In the entries below, count every line containing "ExtendedColorType". Reply with the number alone.
━━━━━━━━━━━━━━━━
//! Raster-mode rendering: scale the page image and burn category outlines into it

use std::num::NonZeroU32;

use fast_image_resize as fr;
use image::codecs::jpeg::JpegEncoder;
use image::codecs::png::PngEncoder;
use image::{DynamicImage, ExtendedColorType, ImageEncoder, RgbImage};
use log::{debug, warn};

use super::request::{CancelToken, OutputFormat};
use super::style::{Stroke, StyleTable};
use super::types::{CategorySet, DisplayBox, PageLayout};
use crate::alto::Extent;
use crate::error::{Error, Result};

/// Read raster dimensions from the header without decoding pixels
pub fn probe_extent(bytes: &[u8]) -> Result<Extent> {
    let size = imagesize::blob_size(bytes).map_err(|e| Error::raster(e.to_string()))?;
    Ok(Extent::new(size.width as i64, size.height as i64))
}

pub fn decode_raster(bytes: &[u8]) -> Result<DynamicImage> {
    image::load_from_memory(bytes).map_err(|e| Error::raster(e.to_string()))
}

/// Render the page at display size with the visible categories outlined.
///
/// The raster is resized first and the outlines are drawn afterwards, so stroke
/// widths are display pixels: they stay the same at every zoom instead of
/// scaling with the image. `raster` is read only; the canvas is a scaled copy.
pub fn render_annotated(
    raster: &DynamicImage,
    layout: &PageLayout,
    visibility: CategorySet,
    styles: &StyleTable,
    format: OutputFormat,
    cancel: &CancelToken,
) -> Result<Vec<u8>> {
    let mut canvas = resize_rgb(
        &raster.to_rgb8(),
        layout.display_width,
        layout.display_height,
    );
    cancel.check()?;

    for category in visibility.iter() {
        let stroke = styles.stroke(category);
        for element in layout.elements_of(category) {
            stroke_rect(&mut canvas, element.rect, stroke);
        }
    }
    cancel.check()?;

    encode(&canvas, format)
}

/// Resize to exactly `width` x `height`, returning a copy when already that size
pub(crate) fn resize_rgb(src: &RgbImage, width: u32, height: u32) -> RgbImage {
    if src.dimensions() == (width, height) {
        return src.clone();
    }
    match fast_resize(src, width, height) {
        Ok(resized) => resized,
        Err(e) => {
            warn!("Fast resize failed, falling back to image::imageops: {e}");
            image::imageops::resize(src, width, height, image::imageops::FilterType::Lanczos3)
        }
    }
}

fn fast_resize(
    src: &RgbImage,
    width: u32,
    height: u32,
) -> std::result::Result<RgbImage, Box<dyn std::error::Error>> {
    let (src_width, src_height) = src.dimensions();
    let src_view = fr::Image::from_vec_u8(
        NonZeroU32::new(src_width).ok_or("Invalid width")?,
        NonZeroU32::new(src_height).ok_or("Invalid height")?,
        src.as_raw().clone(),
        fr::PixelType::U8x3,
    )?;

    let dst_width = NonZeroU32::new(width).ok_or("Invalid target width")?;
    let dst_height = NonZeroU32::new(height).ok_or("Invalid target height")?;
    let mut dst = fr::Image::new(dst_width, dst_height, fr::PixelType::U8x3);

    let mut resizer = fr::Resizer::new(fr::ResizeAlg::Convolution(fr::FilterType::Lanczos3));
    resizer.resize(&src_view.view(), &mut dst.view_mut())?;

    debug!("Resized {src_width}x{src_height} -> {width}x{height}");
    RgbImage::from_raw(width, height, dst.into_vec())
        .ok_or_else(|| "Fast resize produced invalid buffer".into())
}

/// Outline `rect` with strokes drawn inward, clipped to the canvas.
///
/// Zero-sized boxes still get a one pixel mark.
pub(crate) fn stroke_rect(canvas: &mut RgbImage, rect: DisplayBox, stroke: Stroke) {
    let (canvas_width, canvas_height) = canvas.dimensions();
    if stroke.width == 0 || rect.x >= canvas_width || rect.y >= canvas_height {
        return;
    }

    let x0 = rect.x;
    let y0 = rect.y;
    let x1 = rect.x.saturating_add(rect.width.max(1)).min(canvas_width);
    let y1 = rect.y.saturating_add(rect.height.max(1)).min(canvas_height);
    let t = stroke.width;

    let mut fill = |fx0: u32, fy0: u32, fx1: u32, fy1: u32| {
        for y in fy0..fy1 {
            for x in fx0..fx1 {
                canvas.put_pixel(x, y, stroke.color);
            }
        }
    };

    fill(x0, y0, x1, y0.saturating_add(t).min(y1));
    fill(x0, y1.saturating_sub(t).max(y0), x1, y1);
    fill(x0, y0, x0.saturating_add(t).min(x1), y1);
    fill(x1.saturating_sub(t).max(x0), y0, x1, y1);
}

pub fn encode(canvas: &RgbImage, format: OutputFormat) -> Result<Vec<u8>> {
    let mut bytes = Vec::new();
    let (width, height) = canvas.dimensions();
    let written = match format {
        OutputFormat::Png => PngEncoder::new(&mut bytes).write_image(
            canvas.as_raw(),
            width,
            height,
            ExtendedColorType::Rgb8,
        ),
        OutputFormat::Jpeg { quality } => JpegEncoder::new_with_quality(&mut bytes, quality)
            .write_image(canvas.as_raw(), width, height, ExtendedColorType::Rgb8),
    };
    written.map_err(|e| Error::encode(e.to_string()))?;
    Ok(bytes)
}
━━━━━━━━━━━━━━━━
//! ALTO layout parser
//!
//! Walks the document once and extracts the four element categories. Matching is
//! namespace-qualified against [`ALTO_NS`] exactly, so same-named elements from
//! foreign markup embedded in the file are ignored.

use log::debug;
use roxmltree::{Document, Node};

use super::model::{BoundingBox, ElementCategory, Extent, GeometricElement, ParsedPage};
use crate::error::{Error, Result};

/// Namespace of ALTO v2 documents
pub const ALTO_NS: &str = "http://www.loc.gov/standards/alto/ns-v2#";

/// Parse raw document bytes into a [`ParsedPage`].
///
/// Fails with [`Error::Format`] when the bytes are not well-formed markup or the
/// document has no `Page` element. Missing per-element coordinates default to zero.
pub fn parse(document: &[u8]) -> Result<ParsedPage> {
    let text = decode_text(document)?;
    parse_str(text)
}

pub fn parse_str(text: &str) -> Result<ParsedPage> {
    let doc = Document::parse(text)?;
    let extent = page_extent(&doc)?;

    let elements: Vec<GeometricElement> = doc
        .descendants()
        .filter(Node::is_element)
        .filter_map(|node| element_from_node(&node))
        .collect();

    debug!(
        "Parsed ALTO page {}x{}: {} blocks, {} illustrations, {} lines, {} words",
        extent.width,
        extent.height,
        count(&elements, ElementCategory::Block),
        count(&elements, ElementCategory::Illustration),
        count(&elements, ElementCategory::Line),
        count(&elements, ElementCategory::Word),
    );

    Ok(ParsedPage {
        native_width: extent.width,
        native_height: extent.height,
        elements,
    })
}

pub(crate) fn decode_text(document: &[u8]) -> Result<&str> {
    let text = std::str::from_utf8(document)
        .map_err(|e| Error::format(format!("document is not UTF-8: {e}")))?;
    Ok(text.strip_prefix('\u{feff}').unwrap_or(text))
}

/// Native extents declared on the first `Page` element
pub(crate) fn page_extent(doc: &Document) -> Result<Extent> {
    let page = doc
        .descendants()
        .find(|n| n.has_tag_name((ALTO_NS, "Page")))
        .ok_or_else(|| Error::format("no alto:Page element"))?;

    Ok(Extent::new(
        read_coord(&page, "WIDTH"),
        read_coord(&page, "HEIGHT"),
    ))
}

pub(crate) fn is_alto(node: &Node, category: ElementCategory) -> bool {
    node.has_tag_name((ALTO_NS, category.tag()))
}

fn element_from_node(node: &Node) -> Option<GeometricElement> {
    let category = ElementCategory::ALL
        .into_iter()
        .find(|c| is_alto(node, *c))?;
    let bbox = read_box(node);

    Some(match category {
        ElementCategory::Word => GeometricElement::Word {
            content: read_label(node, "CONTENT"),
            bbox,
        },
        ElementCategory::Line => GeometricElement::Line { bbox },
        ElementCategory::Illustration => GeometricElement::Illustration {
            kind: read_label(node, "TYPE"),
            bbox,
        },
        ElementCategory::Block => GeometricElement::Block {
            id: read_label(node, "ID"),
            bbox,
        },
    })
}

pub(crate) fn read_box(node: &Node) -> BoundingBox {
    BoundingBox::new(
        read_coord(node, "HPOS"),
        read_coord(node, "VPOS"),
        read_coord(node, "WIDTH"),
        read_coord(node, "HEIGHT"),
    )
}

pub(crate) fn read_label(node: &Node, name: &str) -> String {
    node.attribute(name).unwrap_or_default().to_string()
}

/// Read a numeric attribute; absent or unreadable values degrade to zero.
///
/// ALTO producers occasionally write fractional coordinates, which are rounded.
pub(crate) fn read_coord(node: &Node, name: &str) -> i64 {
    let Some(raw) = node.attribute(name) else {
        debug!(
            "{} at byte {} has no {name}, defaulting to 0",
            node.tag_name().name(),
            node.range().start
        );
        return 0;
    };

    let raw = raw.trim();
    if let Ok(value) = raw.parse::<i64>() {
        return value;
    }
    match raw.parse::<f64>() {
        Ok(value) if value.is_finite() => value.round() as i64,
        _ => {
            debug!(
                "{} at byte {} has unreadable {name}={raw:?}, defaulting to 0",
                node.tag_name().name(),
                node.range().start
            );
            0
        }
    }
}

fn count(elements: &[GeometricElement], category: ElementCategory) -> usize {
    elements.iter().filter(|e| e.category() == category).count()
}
━━━━━━━━━━━━━━━━
= ANSWER SECTION =
3